>>
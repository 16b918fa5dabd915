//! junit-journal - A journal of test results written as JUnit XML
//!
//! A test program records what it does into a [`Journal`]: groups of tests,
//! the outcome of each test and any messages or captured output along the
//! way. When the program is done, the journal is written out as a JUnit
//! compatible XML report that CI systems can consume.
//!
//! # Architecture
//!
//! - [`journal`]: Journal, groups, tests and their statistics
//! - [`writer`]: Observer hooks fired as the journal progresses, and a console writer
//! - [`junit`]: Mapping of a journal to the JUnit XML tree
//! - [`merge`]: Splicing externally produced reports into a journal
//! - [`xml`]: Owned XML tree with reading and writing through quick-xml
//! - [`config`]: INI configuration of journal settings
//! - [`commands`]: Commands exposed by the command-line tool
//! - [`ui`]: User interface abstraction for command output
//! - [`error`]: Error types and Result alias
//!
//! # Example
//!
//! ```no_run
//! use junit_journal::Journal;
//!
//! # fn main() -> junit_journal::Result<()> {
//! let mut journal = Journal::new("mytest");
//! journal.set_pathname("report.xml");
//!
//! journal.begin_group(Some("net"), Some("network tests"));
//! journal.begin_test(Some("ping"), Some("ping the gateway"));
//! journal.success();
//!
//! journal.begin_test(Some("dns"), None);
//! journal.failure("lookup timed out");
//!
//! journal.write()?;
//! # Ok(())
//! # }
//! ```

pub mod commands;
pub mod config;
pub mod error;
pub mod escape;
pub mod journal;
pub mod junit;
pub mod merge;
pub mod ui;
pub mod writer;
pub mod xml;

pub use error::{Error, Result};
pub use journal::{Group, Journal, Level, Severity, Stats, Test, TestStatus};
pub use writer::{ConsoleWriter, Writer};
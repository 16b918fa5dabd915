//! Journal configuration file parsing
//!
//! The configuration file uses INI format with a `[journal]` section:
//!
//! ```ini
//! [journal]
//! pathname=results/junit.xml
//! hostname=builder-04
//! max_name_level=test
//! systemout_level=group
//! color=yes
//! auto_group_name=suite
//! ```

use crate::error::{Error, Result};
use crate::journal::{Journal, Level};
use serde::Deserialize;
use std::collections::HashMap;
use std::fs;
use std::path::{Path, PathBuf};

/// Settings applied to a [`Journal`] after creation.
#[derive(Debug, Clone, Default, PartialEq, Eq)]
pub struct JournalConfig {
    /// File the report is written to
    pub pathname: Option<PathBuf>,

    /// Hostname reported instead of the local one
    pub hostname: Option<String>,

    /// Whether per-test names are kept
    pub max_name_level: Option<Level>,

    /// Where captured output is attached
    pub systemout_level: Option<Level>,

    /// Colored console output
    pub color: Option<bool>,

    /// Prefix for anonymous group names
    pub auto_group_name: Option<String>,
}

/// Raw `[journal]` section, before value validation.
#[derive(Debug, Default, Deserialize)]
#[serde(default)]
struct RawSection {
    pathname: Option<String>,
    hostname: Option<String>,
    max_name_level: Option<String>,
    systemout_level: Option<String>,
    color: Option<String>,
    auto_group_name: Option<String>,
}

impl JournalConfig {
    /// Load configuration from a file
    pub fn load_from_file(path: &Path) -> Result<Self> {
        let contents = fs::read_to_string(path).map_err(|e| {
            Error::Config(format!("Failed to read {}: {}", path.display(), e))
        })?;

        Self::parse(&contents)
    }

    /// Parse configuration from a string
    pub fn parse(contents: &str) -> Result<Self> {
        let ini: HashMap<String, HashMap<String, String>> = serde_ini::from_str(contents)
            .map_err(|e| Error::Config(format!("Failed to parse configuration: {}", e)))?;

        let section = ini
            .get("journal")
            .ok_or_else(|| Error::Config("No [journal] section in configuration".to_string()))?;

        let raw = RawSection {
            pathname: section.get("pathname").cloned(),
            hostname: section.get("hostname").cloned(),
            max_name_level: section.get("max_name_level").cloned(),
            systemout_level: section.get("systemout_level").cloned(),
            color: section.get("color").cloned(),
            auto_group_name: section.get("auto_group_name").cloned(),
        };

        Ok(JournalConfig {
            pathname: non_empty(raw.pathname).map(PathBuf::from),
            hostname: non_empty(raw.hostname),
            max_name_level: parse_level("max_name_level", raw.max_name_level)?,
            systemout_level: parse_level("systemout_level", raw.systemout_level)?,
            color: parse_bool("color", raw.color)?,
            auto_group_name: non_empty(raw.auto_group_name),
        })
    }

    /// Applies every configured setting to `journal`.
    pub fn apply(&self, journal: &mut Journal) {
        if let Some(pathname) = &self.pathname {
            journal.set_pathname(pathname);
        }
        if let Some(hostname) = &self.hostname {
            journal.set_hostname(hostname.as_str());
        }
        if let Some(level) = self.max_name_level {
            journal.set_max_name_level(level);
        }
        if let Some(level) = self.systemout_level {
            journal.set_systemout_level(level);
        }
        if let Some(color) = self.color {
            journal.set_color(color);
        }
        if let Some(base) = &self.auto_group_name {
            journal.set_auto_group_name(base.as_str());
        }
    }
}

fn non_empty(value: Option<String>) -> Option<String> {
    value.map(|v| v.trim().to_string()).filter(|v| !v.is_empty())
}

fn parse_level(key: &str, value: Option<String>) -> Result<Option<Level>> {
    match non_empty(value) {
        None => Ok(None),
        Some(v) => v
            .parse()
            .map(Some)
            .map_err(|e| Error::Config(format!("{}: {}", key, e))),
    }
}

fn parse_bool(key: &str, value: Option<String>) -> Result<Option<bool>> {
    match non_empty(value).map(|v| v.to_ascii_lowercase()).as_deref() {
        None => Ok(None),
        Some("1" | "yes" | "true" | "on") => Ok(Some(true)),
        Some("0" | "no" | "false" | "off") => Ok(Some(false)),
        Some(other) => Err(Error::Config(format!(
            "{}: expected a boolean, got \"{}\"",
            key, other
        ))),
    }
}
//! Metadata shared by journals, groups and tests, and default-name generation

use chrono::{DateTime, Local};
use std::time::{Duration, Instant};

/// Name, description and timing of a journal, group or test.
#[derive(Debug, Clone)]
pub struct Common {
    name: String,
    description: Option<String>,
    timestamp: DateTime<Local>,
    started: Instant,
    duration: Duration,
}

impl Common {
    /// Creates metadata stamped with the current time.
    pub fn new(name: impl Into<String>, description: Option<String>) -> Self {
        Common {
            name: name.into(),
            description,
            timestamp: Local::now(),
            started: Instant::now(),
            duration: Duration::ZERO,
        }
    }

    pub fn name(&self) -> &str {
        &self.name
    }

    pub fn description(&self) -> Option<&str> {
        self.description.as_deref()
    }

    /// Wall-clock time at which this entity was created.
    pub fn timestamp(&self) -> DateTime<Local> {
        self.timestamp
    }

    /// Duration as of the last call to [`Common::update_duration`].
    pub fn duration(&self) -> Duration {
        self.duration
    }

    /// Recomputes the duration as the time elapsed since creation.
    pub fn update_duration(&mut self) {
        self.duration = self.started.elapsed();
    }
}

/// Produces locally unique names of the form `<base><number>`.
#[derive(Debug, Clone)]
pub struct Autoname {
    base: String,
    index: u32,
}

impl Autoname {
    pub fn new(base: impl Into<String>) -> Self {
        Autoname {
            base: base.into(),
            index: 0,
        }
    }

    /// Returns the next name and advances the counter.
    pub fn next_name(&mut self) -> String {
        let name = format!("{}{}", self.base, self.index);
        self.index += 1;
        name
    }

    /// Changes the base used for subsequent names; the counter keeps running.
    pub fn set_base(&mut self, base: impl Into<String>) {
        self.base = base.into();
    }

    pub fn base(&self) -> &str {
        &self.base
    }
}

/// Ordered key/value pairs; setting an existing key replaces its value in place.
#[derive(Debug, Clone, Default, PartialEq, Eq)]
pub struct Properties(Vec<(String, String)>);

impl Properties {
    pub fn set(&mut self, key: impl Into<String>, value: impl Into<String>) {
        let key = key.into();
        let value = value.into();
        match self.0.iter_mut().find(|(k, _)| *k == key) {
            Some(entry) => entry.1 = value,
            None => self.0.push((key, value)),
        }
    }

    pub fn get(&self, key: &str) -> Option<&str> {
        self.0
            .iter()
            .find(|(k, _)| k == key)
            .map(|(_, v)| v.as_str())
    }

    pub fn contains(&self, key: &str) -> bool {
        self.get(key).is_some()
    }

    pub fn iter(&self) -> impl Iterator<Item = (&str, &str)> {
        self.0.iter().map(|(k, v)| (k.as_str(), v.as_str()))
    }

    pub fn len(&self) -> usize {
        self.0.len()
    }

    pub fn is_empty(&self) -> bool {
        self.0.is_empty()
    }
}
<<
— ASSIGNMENT —
Could you show every line of the listing that holds the string "written"?

— COMPLETED EXERCISE —
//! junit-journal - A journal of test results written as JUnit XML
//! way. When the program is done, the journal is written out as a JUnit
    /// File the report is written to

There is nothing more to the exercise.